DATASET ENTRIES Start Marker

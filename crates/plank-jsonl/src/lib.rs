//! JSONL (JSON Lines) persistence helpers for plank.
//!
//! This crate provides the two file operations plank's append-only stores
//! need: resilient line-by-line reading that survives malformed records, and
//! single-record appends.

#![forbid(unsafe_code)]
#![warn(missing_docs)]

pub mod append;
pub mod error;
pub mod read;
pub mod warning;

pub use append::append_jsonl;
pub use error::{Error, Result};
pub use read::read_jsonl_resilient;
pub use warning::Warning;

DATASET ENTRIES End Marker
DATASET ENTRIES Start Marker

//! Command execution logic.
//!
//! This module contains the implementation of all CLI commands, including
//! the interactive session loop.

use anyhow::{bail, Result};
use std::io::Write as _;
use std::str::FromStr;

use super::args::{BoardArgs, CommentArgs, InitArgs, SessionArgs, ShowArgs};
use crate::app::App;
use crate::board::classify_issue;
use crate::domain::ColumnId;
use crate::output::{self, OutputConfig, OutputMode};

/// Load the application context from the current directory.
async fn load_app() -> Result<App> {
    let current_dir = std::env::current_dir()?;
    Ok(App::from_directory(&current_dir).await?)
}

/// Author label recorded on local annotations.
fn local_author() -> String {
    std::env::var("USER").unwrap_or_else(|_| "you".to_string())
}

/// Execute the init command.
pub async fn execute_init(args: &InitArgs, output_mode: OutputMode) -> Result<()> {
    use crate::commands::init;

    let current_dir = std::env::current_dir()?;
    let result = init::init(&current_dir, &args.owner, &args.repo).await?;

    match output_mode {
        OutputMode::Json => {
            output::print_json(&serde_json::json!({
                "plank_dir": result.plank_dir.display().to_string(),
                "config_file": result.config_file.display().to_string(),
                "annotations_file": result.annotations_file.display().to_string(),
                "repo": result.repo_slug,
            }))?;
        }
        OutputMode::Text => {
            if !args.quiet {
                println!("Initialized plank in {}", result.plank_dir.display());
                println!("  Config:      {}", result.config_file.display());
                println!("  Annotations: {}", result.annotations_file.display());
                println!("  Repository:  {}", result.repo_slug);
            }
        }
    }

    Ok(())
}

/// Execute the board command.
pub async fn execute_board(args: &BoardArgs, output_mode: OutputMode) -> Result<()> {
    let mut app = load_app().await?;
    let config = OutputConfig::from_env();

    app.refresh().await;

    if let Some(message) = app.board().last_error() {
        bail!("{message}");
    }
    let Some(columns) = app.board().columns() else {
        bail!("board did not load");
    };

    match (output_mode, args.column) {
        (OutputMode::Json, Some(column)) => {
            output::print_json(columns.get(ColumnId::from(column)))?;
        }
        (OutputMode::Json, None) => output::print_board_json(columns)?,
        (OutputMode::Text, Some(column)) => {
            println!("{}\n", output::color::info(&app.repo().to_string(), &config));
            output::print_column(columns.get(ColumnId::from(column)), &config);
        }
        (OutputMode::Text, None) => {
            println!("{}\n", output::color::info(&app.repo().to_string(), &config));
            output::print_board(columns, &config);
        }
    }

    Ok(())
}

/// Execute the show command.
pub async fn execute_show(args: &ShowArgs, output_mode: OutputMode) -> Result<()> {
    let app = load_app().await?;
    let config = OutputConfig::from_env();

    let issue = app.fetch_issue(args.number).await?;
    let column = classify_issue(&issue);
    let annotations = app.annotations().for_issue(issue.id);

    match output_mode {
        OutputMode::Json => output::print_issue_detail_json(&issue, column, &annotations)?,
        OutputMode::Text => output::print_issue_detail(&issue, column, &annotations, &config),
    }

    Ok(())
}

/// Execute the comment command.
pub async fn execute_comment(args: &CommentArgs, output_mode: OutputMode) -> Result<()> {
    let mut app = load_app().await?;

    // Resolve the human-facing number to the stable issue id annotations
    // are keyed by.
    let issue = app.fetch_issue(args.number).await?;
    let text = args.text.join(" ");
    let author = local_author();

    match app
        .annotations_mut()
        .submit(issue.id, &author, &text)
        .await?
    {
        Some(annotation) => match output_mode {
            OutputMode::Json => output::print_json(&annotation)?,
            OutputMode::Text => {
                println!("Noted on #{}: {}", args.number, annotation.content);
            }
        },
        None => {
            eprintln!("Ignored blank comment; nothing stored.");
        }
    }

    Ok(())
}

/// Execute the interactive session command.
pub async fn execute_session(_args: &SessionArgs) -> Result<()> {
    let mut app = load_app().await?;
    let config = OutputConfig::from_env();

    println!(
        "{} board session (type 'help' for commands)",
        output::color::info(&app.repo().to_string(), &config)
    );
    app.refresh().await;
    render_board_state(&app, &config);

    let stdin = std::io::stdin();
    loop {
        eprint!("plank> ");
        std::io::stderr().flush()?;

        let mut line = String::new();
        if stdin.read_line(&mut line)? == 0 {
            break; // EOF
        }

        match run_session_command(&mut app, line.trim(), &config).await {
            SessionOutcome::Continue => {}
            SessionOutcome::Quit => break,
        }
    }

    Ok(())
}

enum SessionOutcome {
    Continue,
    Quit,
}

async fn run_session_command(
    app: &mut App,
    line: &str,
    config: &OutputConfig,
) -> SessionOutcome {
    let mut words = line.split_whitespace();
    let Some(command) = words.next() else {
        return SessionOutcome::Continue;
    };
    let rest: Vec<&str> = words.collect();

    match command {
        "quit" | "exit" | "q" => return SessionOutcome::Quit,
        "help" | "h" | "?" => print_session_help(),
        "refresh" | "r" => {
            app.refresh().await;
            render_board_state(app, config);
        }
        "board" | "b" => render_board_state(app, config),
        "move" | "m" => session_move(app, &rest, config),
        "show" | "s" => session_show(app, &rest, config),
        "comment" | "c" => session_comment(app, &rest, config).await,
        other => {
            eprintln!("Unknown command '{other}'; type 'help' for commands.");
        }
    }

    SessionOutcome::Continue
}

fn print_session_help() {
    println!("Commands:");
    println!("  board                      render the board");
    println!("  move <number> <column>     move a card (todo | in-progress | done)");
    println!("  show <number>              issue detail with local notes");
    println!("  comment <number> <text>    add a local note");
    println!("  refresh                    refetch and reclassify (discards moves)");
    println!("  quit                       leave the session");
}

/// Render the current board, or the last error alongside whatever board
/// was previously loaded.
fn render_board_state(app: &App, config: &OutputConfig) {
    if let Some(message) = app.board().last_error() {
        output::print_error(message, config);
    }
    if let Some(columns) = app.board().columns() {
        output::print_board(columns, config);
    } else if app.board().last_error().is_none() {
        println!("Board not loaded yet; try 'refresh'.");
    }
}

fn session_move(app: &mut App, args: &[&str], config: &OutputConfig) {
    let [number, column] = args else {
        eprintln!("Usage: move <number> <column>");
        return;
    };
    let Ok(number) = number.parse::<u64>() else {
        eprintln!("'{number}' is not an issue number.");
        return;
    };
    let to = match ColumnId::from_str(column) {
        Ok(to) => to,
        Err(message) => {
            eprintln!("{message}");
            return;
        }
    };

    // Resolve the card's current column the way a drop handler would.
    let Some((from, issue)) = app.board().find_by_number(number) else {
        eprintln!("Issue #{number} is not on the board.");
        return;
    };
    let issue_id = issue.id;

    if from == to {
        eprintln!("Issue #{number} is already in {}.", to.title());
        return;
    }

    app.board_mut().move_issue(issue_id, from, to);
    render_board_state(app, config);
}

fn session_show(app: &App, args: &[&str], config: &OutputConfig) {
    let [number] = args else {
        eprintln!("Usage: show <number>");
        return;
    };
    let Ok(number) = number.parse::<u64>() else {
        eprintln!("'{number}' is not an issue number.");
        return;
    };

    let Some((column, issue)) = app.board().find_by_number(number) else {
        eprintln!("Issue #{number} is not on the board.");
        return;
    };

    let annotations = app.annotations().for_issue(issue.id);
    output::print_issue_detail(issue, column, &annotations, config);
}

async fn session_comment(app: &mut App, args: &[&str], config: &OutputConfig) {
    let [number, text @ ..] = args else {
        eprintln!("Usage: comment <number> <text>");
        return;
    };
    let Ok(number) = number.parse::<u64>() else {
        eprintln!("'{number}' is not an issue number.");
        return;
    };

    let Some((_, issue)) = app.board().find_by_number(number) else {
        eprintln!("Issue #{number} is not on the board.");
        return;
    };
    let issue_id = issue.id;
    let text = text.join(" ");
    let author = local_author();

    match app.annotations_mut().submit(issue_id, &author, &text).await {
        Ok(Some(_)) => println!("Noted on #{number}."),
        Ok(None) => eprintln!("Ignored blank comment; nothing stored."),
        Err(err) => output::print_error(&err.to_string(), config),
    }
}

DATASET ENTRIES End Marker
DATASET ENTRIES Start Marker

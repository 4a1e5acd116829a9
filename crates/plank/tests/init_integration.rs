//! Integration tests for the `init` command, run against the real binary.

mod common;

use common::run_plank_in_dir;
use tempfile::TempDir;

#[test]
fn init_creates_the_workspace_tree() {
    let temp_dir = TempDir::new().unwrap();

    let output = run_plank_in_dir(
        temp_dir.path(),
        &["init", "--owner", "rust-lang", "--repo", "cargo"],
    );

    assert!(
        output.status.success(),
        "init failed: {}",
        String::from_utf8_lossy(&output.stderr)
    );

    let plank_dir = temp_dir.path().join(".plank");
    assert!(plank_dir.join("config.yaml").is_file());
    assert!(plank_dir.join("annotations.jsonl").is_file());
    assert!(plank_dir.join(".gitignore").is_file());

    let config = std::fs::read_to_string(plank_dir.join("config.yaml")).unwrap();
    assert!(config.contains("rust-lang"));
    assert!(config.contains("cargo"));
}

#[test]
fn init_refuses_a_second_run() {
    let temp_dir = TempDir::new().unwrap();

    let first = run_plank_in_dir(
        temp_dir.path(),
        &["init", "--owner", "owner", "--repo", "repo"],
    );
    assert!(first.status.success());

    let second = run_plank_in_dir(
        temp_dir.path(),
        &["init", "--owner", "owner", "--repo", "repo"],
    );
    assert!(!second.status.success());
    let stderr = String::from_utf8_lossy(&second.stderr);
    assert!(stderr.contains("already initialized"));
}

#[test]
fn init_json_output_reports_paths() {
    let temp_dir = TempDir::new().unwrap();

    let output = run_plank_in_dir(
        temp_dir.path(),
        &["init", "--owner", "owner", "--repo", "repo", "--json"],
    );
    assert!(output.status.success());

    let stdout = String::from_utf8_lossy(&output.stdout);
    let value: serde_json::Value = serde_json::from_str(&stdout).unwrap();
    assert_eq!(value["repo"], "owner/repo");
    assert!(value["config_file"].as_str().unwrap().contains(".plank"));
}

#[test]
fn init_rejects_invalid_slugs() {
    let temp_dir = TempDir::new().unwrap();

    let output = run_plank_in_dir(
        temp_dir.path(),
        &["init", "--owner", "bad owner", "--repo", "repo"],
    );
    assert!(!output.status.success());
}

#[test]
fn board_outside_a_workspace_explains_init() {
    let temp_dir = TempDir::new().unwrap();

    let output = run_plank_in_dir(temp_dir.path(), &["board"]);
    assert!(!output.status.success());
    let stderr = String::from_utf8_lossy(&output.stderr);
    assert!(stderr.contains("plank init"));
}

DATASET ENTRIES End Marker

• **WHAT YOU WILL DO**: Which lines of the data above contain the string "filename"? Copy each of them.

• **FINISHED EXERCISE**:
filename crates/plank-jsonl/src/lib.rs
filename crates/plank/tests/init_integration.rs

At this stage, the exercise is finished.